“Why Is President Obama Keeping a Journalist in Prison in Yemen?” That was the question posed recently by our national security correspondent, Jeremy Scahill, on TheNation.com. It deserves a serious answer from the Obama administration.
Abdulelah Hader Shaye, Scahill reported, “had long been known as a brave, independent-minded journalist in Yemen” when in December 2009 he went to the village of al Majala to investigate the Yemeni government’s claim that it had conducted a successful airstrike on an Al Qaeda training camp there. What he found was evidence that contradicted both the Yemeni government’s account and credulous reports in US media outlets.
Take Action: Free Abdulelah Shaye
Among the victims of the strike, Shaye discovered, were fourteen women and twenty-one children. Not only that but the strike, it turned out, hadn’t been conducted by Yemen’s military at all. The telltale signs that it was a US operation were in the rubble: remnants of Tomahawk cruise missiles and cluster bombs, which are not in Yemen’s arsenal, and some of which bore the label Made in the USA. The Pentagon would not comment on the strike, and the Yemeni government repeatedly denied US involvement. But Shaye’s conclusion that it was an American deed was later vindicated, Scahill notes, when WikiLeaks released a US cable that featured Yemeni officials joking about how they lied to their own Parliament about the US role.
Shaye’s courageous reporting made him a hero to Yemenis fed up with their corrupt government’s symbiotic relationship with the United States and the counterproductive battle against Islamic terrorism (see Scahill’s report from Yemen in the March 5/12 issue). But Shaye’s revelations also earned him the ire of President Ali Abdullah Saleh’s faltering regime, and in July 2010 he was arrested and imprisoned, and told by an interrogator, “We will destroy your life if you keep on talking about this issue,” according to his friend Kemal Sharaf. After his release, Shaye defied this warning, and spoke on Al Jazeera about his abduction. A month later he was arrested again, subjected to brutal conditions and then tried and sentenced in proceedings called “a complete farce” by a Western reporter, interviewed by Scahill, who observed the trial.
Journalists and critics of Saleh’s regime routinely found themselves convicted of trumped-up charges in his kangaroo courts, though he’d often pardon them in the end. He was set to pardon Shaye until he received a phone call from President Obama in February 2011 expressing concern about Shaye’s release because of his “association” with Al Qaeda. No one has provided credible evidence for this charge.

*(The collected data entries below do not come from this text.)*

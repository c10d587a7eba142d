//! Canonical EC P-256 public-key JWK.
//!
//! The wire representation is a closed record of exactly four fields, in
//! exactly this order: `kty`, `crv`, `x`, `y`. This is the only
//! representation accepted for signing or verifying ephemeral and identity
//! keys (see KEP, §4.4). Extra fields on a parsed JWK (`d`, `key_ops`,
//! `alg`, `ext`, ...) are silently dropped by serde's default behavior;
//! a missing required field is a structural error.
//!
//! `canonical_bytes` is what gets signed and what gets verified — it MUST
//! match byte-for-byte between signer and verifier, so it is produced by
//! serializing this struct directly (never through a `serde_json::Value`,
//! whose map type does not guarantee field order).

use base64::{engine::general_purpose::URL_SAFE_NO_PAD, Engine};
use p256::elliptic_curve::sec1::{FromEncodedPoint, ToEncodedPoint};
use p256::{EncodedPoint, PublicKey};
use serde::{Deserialize, Serialize};

use crate::error::CryptoError;

#[derive(Debug, Clone, PartialEq, Eq, Serialize, Deserialize)]
pub struct PublicJwk {
    pub kty: String,
    pub crv: String,
    pub x: String,
    pub y: String,
}

impl PublicJwk {
    pub fn from_p256(pk: &PublicKey) -> Self {
        let pt = pk.to_encoded_point(false);
        let x = pt.x().expect("uncompressed point has x");
        let y = pt.y().expect("uncompressed point has y");
        Self {
            kty: "EC".to_string(),
            crv: "P-256".to_string(),
            x: URL_SAFE_NO_PAD.encode(x),
            y: URL_SAFE_NO_PAD.encode(y),
        }
    }

    pub fn to_p256(&self) -> Result<PublicKey, CryptoError> {
        if self.kty != "EC" || self.crv != "P-256" {
            return Err(CryptoError::InvalidKey(format!(
                "unsupported key type/curve: {}/{}",
                self.kty, self.crv
            )));
        }
        let x = URL_SAFE_NO_PAD
            .decode(&self.x)
            .map_err(CryptoError::Base64Decode)?;
        let y = URL_SAFE_NO_PAD
            .decode(&self.y)
            .map_err(CryptoError::Base64Decode)?;
        if x.len() != 32 || y.len() != 32 {
            return Err(CryptoError::InvalidKey(
                "P-256 coordinate must be 32 bytes".into(),
            ));
        }
        let encoded = EncodedPoint::from_affine_coordinates(
            x.as_slice().into(),
            y.as_slice().into(),
            false,
        );
        Option::from(PublicKey::from_encoded_point(&encoded))
            .ok_or_else(|| CryptoError::InvalidKey("point not on P-256 curve".into()))
    }

    /// The exact bytes that are signed/verified: compact JSON, field order
    /// `kty, crv, x, y`, no whitespace.
    pub fn canonical_bytes(&self) -> Vec<u8> {
        serde_json::to_vec(self).expect("PublicJwk always serializes")
    }
}

#[cfg(test)]
mod tests {
    use super::*;
    use p256::ecdsa::SigningKey;
    use rand_core::OsRng;

    #[test]
    fn roundtrip_has_exactly_four_fields_in_order() {
        let sk = SigningKey::random(&mut OsRng);
        let pk = PublicKey::from(sk.verifying_key());
        let jwk = PublicJwk::from_p256(&pk);
        let bytes = jwk.canonical_bytes();
        let s = String::from_utf8(bytes).unwrap();
        assert!(s.starts_with(r#"{"kty":"EC","crv":"P-256","x":"#));
        let back = jwk.to_p256().unwrap();
        assert_eq!(pk, back);
    }

    #[test]
    fn drops_unknown_fields_rejects_missing() {
        let json = r#"{"kty":"EC","crv":"P-256","x":"AAAA","y":"AAAA","d":"secret","ext":true}"#;
        let jwk: PublicJwk = serde_json::from_str(json).unwrap();
        assert_eq!(jwk.kty, "EC");

        let missing = r#"{"kty":"EC","crv":"P-256","x":"AAAA"}"#;
        assert!(serde_json::from_str::<PublicJwk>(missing).is_err());
    }

    #[test]
    fn rejects_non_p256_curve() {
        let jwk = PublicJwk {
            kty: "EC".into(),
            crv: "P-384".into(),
            x: URL_SAFE_NO_PAD.encode([0u8; 32]),
            y: URL_SAFE_NO_PAD.encode([0u8; 32]),
        };
        assert!(jwk.to_p256().is_err());
    }
}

Given the facts of the case, you might think a government led by a former professor of constitutional law would express concern about due process and freedom of speech—but instead, an administration spokesperson, confronted with Scahill’s reporting by ABC News’s Jake Tapper on March 16, said, “We refer you to the Yemeni government for details on Shaye’s arrest, conviction and the status of his detention.” In light of Obama’s request that Shaye be denied a pardon, this response is hypocritical as well as shameful.
The hypocrisy doesn’t end there. While paying lip service to media freedom, this administration has undermined the rights of journalists, and the whistleblowers who aid them, whose work has sometimes cast the government in a negative light. There’s a pattern here that demands attention and protest—not just from journalists but from the public, which would be in the dark without them.